Information Block Start

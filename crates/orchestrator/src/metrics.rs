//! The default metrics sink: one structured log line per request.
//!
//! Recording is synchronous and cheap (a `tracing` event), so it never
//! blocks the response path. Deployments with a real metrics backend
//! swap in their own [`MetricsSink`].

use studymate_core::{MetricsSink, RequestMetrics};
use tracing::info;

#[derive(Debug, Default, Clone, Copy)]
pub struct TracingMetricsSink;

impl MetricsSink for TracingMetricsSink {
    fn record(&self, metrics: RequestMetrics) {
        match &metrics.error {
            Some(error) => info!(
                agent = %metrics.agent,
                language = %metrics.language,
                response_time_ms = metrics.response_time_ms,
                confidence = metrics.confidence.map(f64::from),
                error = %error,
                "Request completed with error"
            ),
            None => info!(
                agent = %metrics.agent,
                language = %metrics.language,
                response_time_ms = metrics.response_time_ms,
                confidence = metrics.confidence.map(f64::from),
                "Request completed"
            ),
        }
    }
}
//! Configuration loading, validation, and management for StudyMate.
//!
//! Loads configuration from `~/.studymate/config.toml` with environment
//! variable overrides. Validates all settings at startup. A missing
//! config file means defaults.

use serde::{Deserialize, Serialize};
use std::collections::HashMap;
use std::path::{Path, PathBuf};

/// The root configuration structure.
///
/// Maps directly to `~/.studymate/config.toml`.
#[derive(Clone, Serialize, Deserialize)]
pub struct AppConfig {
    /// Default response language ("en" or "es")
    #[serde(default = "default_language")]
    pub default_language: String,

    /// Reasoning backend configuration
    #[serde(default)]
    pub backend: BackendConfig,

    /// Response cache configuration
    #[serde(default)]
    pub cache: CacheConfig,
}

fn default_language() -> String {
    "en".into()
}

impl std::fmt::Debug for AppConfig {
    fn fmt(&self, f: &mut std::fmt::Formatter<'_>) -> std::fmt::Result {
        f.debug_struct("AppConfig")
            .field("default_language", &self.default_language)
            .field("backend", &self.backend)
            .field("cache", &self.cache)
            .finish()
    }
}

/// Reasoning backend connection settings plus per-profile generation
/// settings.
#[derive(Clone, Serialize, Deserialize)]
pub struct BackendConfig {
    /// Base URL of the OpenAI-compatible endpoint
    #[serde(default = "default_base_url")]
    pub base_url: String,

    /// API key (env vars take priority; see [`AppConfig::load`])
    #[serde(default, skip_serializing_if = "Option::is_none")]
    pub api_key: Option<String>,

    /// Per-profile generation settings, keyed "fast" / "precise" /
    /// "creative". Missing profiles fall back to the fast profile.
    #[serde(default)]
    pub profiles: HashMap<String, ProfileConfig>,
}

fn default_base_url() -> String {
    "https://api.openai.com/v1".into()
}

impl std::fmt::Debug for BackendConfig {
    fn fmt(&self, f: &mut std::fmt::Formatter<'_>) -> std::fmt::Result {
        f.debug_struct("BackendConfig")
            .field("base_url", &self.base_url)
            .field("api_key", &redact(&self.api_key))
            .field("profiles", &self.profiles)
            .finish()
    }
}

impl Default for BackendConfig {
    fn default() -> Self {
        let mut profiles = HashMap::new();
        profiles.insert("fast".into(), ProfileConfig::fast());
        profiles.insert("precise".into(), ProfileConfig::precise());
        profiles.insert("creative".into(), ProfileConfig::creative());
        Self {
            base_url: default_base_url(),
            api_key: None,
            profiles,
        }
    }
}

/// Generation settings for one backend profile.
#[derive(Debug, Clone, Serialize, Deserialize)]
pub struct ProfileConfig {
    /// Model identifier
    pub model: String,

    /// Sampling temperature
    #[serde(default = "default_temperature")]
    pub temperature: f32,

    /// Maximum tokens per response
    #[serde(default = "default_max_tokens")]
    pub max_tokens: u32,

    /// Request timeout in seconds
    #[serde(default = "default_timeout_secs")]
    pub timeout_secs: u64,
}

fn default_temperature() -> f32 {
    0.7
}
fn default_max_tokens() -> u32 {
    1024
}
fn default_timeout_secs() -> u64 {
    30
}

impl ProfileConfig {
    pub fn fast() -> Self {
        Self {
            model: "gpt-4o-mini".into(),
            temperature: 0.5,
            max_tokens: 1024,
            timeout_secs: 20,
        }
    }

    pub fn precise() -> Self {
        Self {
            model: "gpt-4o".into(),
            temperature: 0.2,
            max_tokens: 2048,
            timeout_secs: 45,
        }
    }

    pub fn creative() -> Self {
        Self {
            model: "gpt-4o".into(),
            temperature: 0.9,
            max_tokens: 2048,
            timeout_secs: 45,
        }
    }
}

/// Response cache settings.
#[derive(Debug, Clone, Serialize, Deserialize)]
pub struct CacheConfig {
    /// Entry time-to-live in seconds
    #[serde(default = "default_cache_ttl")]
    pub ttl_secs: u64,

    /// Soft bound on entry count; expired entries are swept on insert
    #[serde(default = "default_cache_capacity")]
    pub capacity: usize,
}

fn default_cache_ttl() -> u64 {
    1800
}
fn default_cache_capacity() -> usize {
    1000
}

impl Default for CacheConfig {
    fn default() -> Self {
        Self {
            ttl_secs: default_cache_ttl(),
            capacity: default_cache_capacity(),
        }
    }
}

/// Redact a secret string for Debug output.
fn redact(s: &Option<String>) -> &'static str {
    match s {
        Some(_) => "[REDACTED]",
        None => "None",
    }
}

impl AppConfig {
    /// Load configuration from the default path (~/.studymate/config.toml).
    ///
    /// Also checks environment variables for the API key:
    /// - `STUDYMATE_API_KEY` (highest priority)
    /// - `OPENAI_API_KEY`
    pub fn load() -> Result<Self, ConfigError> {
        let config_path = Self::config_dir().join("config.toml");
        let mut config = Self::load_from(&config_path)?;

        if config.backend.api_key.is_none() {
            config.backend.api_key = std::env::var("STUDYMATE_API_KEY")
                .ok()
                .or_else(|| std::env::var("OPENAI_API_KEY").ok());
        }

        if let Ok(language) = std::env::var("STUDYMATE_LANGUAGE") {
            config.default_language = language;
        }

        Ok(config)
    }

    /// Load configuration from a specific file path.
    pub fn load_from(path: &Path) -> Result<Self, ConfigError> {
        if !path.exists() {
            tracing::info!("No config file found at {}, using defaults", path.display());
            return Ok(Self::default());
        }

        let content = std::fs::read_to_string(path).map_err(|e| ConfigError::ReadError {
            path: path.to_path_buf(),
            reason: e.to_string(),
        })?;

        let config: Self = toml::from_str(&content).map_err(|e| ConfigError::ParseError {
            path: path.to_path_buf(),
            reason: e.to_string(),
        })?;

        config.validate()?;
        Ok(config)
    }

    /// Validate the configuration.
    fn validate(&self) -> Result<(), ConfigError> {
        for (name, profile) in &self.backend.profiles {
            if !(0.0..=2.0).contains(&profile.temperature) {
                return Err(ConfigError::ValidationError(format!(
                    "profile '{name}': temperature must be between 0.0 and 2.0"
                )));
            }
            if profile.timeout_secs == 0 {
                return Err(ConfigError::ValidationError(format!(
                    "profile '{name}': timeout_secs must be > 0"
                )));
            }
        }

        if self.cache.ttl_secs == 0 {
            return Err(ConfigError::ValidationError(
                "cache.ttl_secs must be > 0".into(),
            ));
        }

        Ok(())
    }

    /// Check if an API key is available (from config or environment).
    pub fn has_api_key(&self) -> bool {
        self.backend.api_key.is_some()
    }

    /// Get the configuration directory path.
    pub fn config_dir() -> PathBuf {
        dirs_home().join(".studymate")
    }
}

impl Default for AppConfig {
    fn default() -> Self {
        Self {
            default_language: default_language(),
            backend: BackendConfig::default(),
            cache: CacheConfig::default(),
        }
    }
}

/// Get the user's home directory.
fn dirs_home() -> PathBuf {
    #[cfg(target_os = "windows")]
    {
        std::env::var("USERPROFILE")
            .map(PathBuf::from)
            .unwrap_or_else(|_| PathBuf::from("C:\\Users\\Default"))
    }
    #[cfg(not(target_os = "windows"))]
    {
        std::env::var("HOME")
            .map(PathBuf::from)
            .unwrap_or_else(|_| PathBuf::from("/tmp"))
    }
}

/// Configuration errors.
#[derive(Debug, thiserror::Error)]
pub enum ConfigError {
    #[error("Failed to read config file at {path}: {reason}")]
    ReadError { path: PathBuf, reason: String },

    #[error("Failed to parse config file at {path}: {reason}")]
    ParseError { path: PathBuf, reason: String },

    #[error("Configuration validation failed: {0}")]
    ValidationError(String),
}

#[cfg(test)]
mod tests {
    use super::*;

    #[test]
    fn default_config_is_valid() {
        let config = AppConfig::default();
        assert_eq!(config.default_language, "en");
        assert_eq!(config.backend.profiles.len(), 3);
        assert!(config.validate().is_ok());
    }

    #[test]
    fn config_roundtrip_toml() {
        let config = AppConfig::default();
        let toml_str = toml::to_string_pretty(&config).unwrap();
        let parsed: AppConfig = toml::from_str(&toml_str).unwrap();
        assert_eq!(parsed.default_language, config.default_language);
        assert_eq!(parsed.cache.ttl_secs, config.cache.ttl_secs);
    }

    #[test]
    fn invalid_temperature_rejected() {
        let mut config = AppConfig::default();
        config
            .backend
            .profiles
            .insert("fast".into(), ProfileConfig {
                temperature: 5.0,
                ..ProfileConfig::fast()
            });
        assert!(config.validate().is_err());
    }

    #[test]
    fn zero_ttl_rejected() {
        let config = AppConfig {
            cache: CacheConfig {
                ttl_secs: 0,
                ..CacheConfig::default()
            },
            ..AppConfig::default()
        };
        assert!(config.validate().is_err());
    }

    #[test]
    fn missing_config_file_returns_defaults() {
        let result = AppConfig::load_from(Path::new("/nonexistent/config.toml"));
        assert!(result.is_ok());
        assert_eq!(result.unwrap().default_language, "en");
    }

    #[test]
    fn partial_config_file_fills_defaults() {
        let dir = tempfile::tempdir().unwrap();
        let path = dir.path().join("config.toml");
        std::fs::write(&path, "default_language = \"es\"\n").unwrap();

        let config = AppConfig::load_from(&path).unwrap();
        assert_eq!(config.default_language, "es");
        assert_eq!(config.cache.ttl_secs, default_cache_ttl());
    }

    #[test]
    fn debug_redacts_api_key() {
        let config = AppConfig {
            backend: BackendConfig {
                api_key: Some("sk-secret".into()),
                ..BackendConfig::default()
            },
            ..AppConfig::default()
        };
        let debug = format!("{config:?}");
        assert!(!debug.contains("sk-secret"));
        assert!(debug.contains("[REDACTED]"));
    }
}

Information Block End

How to complete this task = Search the records for the word "windows" and copy every line where it occurs.

Response for this exercise =
    #[cfg(target_os = "windows")]
    #[cfg(not(target_os = "windows"))]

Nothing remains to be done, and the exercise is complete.